A new study inspired by ice giants such as Neptune and Uranus shows that lasers can turn ordinary plastic into tiny diamonds. The high-energy laser impact of plastics produces nanodiamonds, which has a series of technical applications. Scientists use super-strong lasers to fry ch

A new study inspired by ice giants such as Neptune and Uranus shows that lasers can turn ordinary plastic into tiny diamonds.

plastics use high-energy laser impact to generate nanodiamonds, which has a series of technical applications.

Scientists use super-strong lasers to fry cheap plastic into tiny "nanodiamonds", thus confirming the existence of a strange new type of water.

These findings may reveal the presence of diamond rain on the ice giants in our solar system and explain why these cold planets have such a strange magnetic field. Laser blasting technology can also be used more on the earth.

nanometer diamond is a diamond with a size of only a few nanometers or one billionth of a meter. They have both existing applications and potential applications, such as converting carbon dioxide into other gases and delivering drugs into the body.

nanodiamonds can also be used as ultra-small and very precise quantum sensors for temperature and magnetic fields, which may lead to a large number of applications.

This technology can also reduce plastic pollution by establishing a fiscal incentive mechanism, encouraging people to clean up and transform plastic in the ocean.

This experiment has cool meaning for ice giants

html For more than 0 years, planetary scientists have suspected that diamonds were formed inside the cold interiors of ice giants such as Neptune and Uranus.

If these diamonds really form, they will "rain" through the interior of these frozen worlds.

To verify whether this process is feasible, the researchers took a sheet of polyethylene terephthalate (PET) plastic (the kind found in plastic bottles) and heated the plastic to about 10,000 degrees Fahrenheit (6,000 degrees Celsius) using a high-energy optical laser found in a material instrument under extreme conditions in a linear ac coherent light source in the SLAC National Accelerator Laboratory.

This causes millions of times the pressure of the Earth's atmosphere, and lasts only one billionth of a second. This pressure to crush the bones vibrates the plastic, causing the carbon atoms in the plastic to reconfigure into a crystal structure, with hydrogen and oxygen drifting in the lattice.

Within the experimental time scale, researchers saw nanodiamonds form very efficiently in compressed plastics—only a few nanoseconds.

Daily plastics that make up ordinary plastic bottles can be used to impact lasers to produce valuable nanodiamonds.

New research suggests that this type of diamond formation may be more common than scientists previously thought, increasing the possibility that ice giants may have thick layers of diamonds around their solid cores.

This experiment also strongly shows that under this high temperature and pressure inside the frozen world, a strange state of water will appear, called superion water ice.

This strange water form allows protons to pass through the oxygen atom lattice. If this sonic water exists on ice giants like Uranus and Neptune, the movement of protons through this strange matter may help create a special magnetic field observed on these planets.

Past calculations suggest that carbon atoms that may be found inside the planet will make any superionic water formed there extremely unstable.

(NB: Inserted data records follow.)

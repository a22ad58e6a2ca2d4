use crate::pipeline::FusionParams;
use serde::Deserialize;
use std::fs;
use std::path::{Path, PathBuf};

/// Input files of a fusion run. Exactly one of `cube` / `spectra` is set.
#[derive(Clone, Debug, Deserialize)]
pub struct InputConfig {
    pub cube: Option<PathBuf>,
    pub spectra: Option<PathBuf>,
    pub reference: PathBuf,
}

/// Where the datacube comes from.
#[derive(Clone, Debug, PartialEq, Eq)]
pub enum InputSource<'a> {
    Cube(&'a Path),
    Spectra(&'a Path),
}

impl InputConfig {
    pub fn source(&self) -> Result<InputSource<'_>, String> {
        match (&self.cube, &self.spectra) {
            (Some(cube), None) => Ok(InputSource::Cube(cube)),
            (None, Some(spectra)) => Ok(InputSource::Spectra(spectra)),
            (Some(_), Some(_)) => Err("Config sets both input.cube and input.spectra".to_string()),
            (None, None) => Err("Config sets neither input.cube nor input.spectra".to_string()),
        }
    }
}

#[derive(Clone, Debug, Deserialize)]
pub struct OutputConfig {
    pub report_json: PathBuf,
    /// Registered representative image (PNG).
    pub registered_image: Option<PathBuf>,
    /// Warped tissue mask (PNG).
    pub mask_image: Option<PathBuf>,
    /// Directory receiving one PNG per component image.
    pub component_dir: Option<PathBuf>,
    /// Reference reconstructed from the components (PNG).
    pub reference_reconstruction: Option<PathBuf>,
    /// Directory receiving the registered ion images of the ranking.
    pub ranked_ion_dir: Option<PathBuf>,
}

#[derive(Clone, Debug, Deserialize)]
pub struct FusionToolConfig {
    pub input: InputConfig,
    #[serde(default)]
    pub params: FusionParams,
    pub output: OutputConfig,
}

pub fn load_config(path: &Path) -> Result<FusionToolConfig, String> {
    let contents = fs::read_to_string(path)
        .map_err(|e| format!("Failed to read config {}: {e}", path.display()))?;
    let config: FusionToolConfig = serde_json::from_str(&contents)
        .map_err(|e| format!("Failed to parse config {}: {e}", path.display()))?;
    config.input.source()?;
    Ok(config)
}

experiments now show that carbon and water are decomposing through the formation of diamond (inadvertent separation of matter in the mixture). Therefore, isolated water may exist inside the planet, which makes the formation of superion water more likely.

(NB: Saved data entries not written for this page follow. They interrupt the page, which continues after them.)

use super::*;
use crate::cube::MsiCube;
use crate::image::ImageF32;
use nalgebra::Vector2;

/// Two anisotropic blobs, so rotation and translation are both observable.
fn pattern(x: f64, y: f64) -> f32 {
    let a = (-((x - 20.0).powi(2) / 50.0 + (y - 22.0).powi(2) / 18.0)).exp();
    let b = 0.6 * (-((x - 30.0).powi(2) + (y - 30.0).powi(2)) / 20.0).exp();
    (a + b) as f32
}

/// Fixed image samples the pattern directly; the moving image is rendered so
/// that `moving(truth(p)) == fixed(p)`.
fn pair(truth: &RigidTransform, size: usize) -> (ImageF32, ImageF32) {
    let mut fixed = ImageF32::new(size, size);
    let mut moving = ImageF32::new(size, size);
    let inv = truth.inverse();
    for y in 0..size {
        for x in 0..size {
            fixed.set(x, y, pattern(x as f64, y as f64));
            let p = inv.apply(Vector2::new(x as f64, y as f64));
            moving.set(x, y, pattern(p.x, p.y));
        }
    }
    (fixed, moving)
}

fn options(metric: MetricKind) -> RegistrationOptions {
    RegistrationOptions {
        metric,
        ..RegistrationOptions::default()
    }
}

#[test]
fn recovers_translation_with_mean_squares() {
    let _ = env_logger::builder().is_test(true).try_init();
    let center = Vector2::new(23.5, 23.5);
    let truth = RigidTransform::new(0.0, Vector2::new(3.0, -2.0), center);
    let (fixed, moving) = pair(&truth, 48);
    let result = Registrar::new(options(MetricKind::MeanSquares))
        .register(&fixed, &moving)
        .expect("registration");
    let t = result.transform.translation;
    assert!(
        (t - truth.translation).norm() < 0.3,
        "translation {t:?}, metric {}",
        result.metric
    );
    assert!(result.transform.angle.abs().to_degrees() < 1.0);
    assert!(!result.levels.is_empty());
}

#[test]
fn recovers_rotation_with_correlation() {
    let center = Vector2::new(23.5, 23.5);
    let truth = RigidTransform::new(8f64.to_radians(), Vector2::new(1.0, 1.5), center);
    let (fixed, moving) = pair(&truth, 48);
    let result = Registrar::new(options(MetricKind::NormalizedCorrelation))
        .register(&fixed, &moving)
        .expect("registration");
    let angle = result.transform.angle.to_degrees();
    assert!((angle - 8.0).abs() < 1.0, "angle {angle}");
    let err = (result.transform.apply(center) - truth.apply(center)).norm();
    assert!(err < 0.5, "centre error {err}");
}

#[test]
fn warp_brings_moving_onto_fixed() {
    let truth = RigidTransform::new(0.0, Vector2::new(2.0, 1.0), Vector2::new(15.5, 15.5));
    let (fixed, moving) = pair(&truth, 32);
    let result = RegistrationResult {
        transform: truth,
        metric_kind: MetricKind::MeanSquares,
        metric: 0.0,
        iterations: 0,
        stop_reason: StopReason::StepTooSmall,
        start_angle_deg: 0.0,
        levels: Vec::new(),
        resize_scale: [1.0, 1.0],
        fixed_size: [32, 32],
    };
    let warped = result.warp(&moving);
    for (x, y) in [(10, 12), (20, 22), (16, 8)] {
        assert!(
            (warped.get(x, y) - fixed.get(x, y)).abs() < 1e-2,
            "({x}, {y}): {} vs {}",
            warped.get(x, y),
            fixed.get(x, y)
        );
    }
}

#[test]
fn resized_moving_maps_back_to_original_grid() {
    let fixed = ImageF32::filled(40, 20, 1.0);
    let moving = ImageF32::filled(20, 10, 1.0);
    let result = Registrar::new(options(MetricKind::MeanSquares))
        .register(&fixed, &moving)
        .expect("registration");
    assert_eq!(result.resize_scale, [2.0, 2.0]);
    let mask = vec![true; 20 * 10];
    let warped = result.warp_mask(&mask, 20, 10);
    assert_eq!(warped.len(), 40 * 20);
    assert_eq!(dice_coefficient(&warped, &vec![true; 40 * 20]), 1.0);
}

#[test]
fn warp_cube_keeps_the_mz_axis() {
    let truth = RigidTransform::new(0.0, Vector2::new(1.0, 0.0), Vector2::new(7.5, 7.5));
    let (a, b) = pair(&truth, 16);
    let cube = MsiCube::from_ion_images(vec![100.0, 200.0], &[a, b]).unwrap();
    let result = RegistrationResult {
        transform: truth,
        metric_kind: MetricKind::MeanSquares,
        metric: 0.0,
        iterations: 0,
        stop_reason: StopReason::StepTooSmall,
        start_angle_deg: 0.0,
        levels: Vec::new(),
        resize_scale: [1.0, 1.0],
        fixed_size: [16, 16],
    };
    let warped = warp_cube(&cube, &result, 16, 16).unwrap();
    assert_eq!(warped.mzs(), &[100.0, 200.0]);
    assert_eq!((warped.width(), warped.height()), (16, 16));
}

#[test]
fn empty_images_are_rejected() {
    let empty = ImageF32::new(0, 0);
    let img = ImageF32::filled(8, 8, 1.0);
    let registrar = Registrar::default();
    assert_eq!(
        registrar.register(&empty, &img).unwrap_err(),
        RegistrationError::EmptyImage { which: "fixed" }
    );
    assert_eq!(
        registrar.register(&img, &empty).unwrap_err(),
        RegistrationError::EmptyImage { which: "moving" }
    );
}

#[test]
fn moments_initialisation_aligns_centroids() {
    let mut fixed = ImageF32::new(20, 20);
    let mut moving = ImageF32::new(20, 20);
    fixed.set(5, 5, 1.0);
    moving.set(12, 9, 1.0);
    let t = initialize_transform(&fixed, &moving, InitMode::Moments);
    let q = t.apply(Vector2::new(5.0, 5.0));
    assert!((q - Vector2::new(12.0, 9.0)).norm() < 1e-9, "{q:?}");
}

#[test]
fn full_overlap_requirement_fails_for_rotated_starts() {
    let center = Vector2::new(15.5, 15.5);
    let (fixed, moving) = pair(&RigidTransform::new(0.0, Vector2::zeros(), center), 32);
    let registrar = Registrar::new(RegistrationOptions {
        min_overlap: 1.0,
        initial_angles_deg: vec![45.0],
        ..RegistrationOptions::default()
    });
    assert_eq!(
        registrar.register(&fixed, &moving).unwrap_err(),
        RegistrationError::NoOverlap
    );
}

Soon, the spacecraft will have the potential to visit our icy neighbors to see if there is really a diamond rain and extraneous water there. The discovery of

may also have more commercial applications. Currently, people create nanodiamonds by detonating carbon or using explosives to blow larger diamonds into pieces, thus creating a hodgepodge of diamonds of varying sizes. This new method can make diamonds of specific sizes cleaner.